C - (Sustained laughter)
T - Answer, please.
C - When you decided to take the job at Hokkaido.
T - Eh, why? 
C - Because it was a step down.
T - Doihit ssh!  What do you mean by that? 
C - Because at Nagoya it was high-power, high-stress, and Hokkaido is quieter, more normal.
T - So, you were proud that I could take a ...
C - ... step down.
T - ... pissy job.  
C - Well, you didn’t know it was going to be pissy. But, you know ... you think our lifestyle is more important ... you’re willing to make compromises with your career in order for the family to have a good lifestyle.
T - OK, let’s talk about me some more ...

T - Things that made you proud of yourself 
C - To think that I could be a stay-home mom. To think that the boys like having a stay-home mom ... they can appreciate it. To think that we could come to Japan and live and have a healthy family. And I think the boys are healthier for it.
T - And that you’re an integral part of that? 
C - To know that I was a part of that, sure, that makes me proud.
T - The sexual culture of Japan 
C - Oh, I think they do a good job.
T - Gg ... Gg ...
C - They’re not prudes. I think Americans are prudes. They’re a lot more open about their body functions. I don’t know what it’s like behind closed doors, but they’re a lot less prudish than we are, and I think that’s cool. I mean, the boys are totally comfortable with their bodies.
T - I agree. How about the little perverted comic books they have for the kids? 
C - It doesn’t bother me. I mean ... if you think ... yeah, I don’t know if it’s being here or not, but they’re going to see it anyway, at some point.
T - Better sooner than later, huh.


T - OK, Japanese old people 
C - They’re cute. Gorgeous!  Because none of them are fat, none of them are ... wait don’t say that ... “fat” ...
T - Why not? 
C - Because maybe there are some fat people in your class.
T - Good, I’m one of them.
C - They’re cute, and they work hard. And those obaachans (“grandmas”), oh man, you don’t want to get in their way; you stay outta their way. They elbow their way onto the busses, and they just go right to the front of the line. Because they put up with enough shit in their lives, they’re not going to take it anymore.  
T - How about the old men? 
C - A lot of them drink way too much. And they’re kind of “allowed to.”  But then I feel bad, though, because they work so fucking hard all their lives.

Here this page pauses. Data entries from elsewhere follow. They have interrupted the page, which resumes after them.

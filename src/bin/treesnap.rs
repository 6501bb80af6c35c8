//! Treesnap CLI Binary
//!
//! Command-line interface for inspecting and maintaining tree snapshots.

use clap::Parser;
use std::process;
use treesnap::logging::init_logging;
use treesnap::tooling::cli::{Cli, CliContext};

fn main() {
    let cli = Cli::parse();

    // Create CLI context
    let context = match CliContext::new(cli.config.clone(), cli.data_dir.clone()) {
        Ok(ctx) => ctx,
        Err(e) => {
            eprintln!("Error loading configuration: {:#}", e);
            process::exit(1);
        }
    };

    let logging = cli.logging_config(&context.config().logging);
    if let Err(e) = init_logging(Some(&logging)) {
        eprintln!("Error initializing logging: {}", e);
        process::exit(1);
    }

    // Execute command
    match context.execute(&cli.command) {
        Ok(output) => {
            println!("{}", output);
        }
        Err(e) => {
            eprintln!("Error: {:#}", e);
            process::exit(1);
        }
    }
}
//! Endpoint capabilities
//!
//! A synchronization driver treats every endpoint kind (local disk, remote
//! API, snapshot) through these traits. A snapshot implements them itself, so
//! it can serve as the comparison source of another synchronization pass.

use crate::error::SnapshotError;
use crate::tree::TreeNode;
use serde::{Deserialize, Serialize};
use std::sync::mpsc::Receiver;

/// Callback receiving every node discovered by a walk.
///
/// The path is the node's rooted path (`/a/b`). A per-entry failure is reported
/// as `Err` without aborting the walk.
pub type WalkNodesFn<'a> = dyn FnMut(&str, Result<&TreeNode, &SnapshotError>) + 'a;

/// Static description of an endpoint
#[derive(Debug, Clone, PartialEq, Eq, Serialize, Deserialize)]
pub struct EndpointInfo {
    pub uri: String,
    pub requires_normalization: bool,
    pub requires_folders_rescan: bool,
}

/// Kind of change carried by a watch event
#[derive(Debug, Clone, Copy, PartialEq, Eq, Serialize, Deserialize)]
pub enum EventType {
    Create,
    Remove,
    Rename,
}

/// One change notification from a watched endpoint
#[derive(Debug, Clone, PartialEq, Eq, Serialize, Deserialize)]
pub struct EventInfo {
    pub event_type: EventType,
    pub path: String,
    pub folder: bool,
}

/// Live change feed returned by [`Watchable::watch`]
pub struct WatchObject {
    pub events: Receiver<EventInfo>,
    pub errors: Receiver<SnapshotError>,
}

pub trait Endpoint {
    fn endpoint_info(&self) -> EndpointInfo;

    fn load_node(&self, path: &str) -> Result<TreeNode, SnapshotError>;
}

/// Anything able to enumerate a tree.
pub trait PathSyncSource {
    /// Invoke `walk_fn` for every descendant of `root`. A returned error aborts
    /// the walk.
    fn walk(&self, walk_fn: &mut WalkNodesFn<'_>, root: &str) -> Result<(), SnapshotError>;
}

/// Endpoint accepting incremental tree mutations.
pub trait PathSyncTarget: Endpoint {
    fn create_node(&self, node: &TreeNode, update_if_exists: bool) -> Result<(), SnapshotError>;

    fn update_node(&self, node: &TreeNode) -> Result<(), SnapshotError>;

    fn delete_node(&self, path: &str) -> Result<(), SnapshotError>;

    fn move_node(&self, old_path: &str, new_path: &str) -> Result<(), SnapshotError>;
}

pub trait Watchable {
    fn watch(&self, recursive_path: &str) -> Result<WatchObject, SnapshotError>;
}

pub trait ChecksumProvider {
    fn compute_checksum(&self, node: &mut TreeNode) -> Result<(), SnapshotError>;
}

T - What do you think of your body?  You’ve spoken of this. You don’t look Japanese.
C - Mm, I feel huge.
T - For the audience in Abstractville, you are standard size.
C - Mm, but I feel huge in Japan.
T - What are your dimensions this is for the audience here?  What are you, five-five? 
C - Five-five, a hundred and thirty pounds.
T - A hundred and thirty?  That sounds ... thin to me, from my perspective. OK, five-five, five-six, a hundred and thirty pounds, and you’re huge? How does that make you feel?  This is a personal question.
C - I don’t mind, though, I’m older:  forty-three.
T - That’s right, tomorrow. Happy birthday, yeh!